### Your objective
Scan the entries below for lines holding "binary". Give the number of such lines alone.

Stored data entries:
=-=-=-=-=

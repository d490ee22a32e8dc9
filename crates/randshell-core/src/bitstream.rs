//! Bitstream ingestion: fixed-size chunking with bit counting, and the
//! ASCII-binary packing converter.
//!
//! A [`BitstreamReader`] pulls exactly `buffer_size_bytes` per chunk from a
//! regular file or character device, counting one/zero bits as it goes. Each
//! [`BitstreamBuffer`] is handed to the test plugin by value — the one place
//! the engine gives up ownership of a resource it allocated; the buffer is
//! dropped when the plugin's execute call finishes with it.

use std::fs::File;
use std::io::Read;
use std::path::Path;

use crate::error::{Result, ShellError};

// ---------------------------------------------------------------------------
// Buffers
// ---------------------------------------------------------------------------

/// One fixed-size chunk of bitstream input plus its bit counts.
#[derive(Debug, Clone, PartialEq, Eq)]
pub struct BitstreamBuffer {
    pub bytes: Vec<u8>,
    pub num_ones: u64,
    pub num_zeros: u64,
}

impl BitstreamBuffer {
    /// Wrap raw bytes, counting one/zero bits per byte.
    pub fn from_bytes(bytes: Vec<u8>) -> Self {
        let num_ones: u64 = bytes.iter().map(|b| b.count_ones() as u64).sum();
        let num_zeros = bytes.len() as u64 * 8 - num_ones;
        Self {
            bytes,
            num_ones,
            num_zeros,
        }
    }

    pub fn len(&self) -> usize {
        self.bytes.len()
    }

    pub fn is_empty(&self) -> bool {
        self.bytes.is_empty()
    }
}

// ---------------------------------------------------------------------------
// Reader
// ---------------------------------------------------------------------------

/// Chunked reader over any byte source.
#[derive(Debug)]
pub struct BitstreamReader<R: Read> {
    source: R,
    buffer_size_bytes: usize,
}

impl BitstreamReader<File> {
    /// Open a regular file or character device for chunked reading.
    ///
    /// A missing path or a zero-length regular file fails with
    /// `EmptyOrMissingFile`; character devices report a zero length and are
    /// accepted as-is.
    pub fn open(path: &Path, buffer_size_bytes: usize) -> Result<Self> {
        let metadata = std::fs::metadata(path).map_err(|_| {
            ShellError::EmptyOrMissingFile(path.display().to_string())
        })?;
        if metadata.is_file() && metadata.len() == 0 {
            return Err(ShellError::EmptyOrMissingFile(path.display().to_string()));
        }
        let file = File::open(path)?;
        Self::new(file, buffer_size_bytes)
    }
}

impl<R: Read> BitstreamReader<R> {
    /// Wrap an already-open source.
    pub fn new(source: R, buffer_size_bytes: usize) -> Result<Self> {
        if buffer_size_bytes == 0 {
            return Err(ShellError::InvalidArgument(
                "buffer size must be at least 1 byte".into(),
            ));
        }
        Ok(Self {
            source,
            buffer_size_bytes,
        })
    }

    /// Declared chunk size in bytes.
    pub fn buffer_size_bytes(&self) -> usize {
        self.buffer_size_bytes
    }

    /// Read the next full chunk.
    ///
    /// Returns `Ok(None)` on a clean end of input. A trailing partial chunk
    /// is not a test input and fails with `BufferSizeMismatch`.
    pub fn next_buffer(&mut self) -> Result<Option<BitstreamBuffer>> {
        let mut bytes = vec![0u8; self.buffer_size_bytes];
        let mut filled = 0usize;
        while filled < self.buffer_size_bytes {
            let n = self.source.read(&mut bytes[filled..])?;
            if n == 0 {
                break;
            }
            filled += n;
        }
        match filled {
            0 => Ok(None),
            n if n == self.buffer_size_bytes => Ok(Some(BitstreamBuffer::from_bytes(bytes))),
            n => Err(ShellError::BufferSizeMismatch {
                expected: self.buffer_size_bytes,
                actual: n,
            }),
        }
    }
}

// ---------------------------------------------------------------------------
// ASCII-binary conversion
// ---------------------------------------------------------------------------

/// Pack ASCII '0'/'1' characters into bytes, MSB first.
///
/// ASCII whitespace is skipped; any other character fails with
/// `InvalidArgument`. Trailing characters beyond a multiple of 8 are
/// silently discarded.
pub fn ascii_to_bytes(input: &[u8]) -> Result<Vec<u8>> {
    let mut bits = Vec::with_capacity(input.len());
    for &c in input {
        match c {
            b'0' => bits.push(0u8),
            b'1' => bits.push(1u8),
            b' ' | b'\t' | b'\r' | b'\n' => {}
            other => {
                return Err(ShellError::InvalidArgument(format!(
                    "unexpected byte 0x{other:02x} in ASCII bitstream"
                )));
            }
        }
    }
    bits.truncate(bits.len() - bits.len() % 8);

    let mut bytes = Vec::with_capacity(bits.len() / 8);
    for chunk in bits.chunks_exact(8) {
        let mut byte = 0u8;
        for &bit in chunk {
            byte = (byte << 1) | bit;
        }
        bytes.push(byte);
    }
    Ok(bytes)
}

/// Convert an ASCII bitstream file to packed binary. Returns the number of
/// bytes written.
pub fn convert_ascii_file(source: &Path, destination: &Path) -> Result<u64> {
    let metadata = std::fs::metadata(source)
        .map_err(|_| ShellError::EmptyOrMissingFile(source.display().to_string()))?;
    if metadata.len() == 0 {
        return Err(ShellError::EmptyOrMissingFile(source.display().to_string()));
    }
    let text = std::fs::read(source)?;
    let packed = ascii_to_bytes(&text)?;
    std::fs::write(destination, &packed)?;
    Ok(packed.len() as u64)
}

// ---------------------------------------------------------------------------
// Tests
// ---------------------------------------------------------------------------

=-=-=-=-=

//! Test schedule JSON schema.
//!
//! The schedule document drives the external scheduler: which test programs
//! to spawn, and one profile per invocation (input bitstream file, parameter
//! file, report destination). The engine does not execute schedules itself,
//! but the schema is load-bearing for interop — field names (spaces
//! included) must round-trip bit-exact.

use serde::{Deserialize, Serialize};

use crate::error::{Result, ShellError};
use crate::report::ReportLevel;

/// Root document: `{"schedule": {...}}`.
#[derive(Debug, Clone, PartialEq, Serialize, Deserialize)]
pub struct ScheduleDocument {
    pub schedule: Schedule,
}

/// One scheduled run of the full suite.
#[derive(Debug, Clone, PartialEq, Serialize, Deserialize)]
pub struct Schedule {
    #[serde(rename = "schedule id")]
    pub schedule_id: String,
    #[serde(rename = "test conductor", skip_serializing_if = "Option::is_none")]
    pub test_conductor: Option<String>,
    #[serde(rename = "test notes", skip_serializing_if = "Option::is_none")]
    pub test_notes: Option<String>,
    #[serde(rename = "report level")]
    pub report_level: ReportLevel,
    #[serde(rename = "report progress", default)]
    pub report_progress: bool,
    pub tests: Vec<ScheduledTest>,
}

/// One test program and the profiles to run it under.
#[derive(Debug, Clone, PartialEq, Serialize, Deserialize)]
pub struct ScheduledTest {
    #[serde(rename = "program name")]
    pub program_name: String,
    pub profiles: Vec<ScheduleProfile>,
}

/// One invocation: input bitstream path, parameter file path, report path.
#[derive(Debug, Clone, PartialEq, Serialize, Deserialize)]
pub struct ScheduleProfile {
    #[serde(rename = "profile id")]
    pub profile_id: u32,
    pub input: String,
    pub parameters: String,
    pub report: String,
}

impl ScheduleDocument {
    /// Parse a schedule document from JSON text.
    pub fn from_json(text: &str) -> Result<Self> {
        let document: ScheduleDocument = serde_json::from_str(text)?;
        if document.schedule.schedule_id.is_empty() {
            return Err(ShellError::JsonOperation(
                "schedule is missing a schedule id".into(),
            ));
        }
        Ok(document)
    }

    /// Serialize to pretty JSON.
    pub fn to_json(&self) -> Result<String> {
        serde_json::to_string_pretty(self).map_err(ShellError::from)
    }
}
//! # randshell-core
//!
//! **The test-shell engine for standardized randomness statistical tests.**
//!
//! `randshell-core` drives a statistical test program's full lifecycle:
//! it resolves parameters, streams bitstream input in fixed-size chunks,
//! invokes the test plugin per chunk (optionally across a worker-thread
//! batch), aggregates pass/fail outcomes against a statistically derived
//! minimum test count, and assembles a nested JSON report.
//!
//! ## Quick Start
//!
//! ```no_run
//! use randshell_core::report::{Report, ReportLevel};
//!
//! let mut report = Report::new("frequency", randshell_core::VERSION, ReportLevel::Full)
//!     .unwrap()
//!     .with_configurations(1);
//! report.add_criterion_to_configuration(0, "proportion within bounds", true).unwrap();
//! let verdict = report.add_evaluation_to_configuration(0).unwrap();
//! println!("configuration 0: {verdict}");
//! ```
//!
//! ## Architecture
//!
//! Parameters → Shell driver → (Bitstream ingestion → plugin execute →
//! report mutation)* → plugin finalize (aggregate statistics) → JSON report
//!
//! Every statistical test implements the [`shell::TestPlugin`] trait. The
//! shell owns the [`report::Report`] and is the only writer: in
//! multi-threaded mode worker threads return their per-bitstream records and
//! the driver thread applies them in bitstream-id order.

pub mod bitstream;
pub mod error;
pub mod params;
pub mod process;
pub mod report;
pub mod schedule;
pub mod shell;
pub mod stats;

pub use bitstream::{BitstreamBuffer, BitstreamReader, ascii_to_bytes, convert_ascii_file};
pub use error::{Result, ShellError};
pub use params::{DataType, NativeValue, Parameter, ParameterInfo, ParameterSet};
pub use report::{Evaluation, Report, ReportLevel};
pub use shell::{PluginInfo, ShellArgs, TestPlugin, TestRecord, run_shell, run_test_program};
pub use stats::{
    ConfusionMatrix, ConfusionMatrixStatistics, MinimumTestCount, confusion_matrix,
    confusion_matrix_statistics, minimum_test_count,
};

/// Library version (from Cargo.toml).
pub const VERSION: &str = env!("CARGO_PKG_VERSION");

=-=-=-=-=

### Written response
3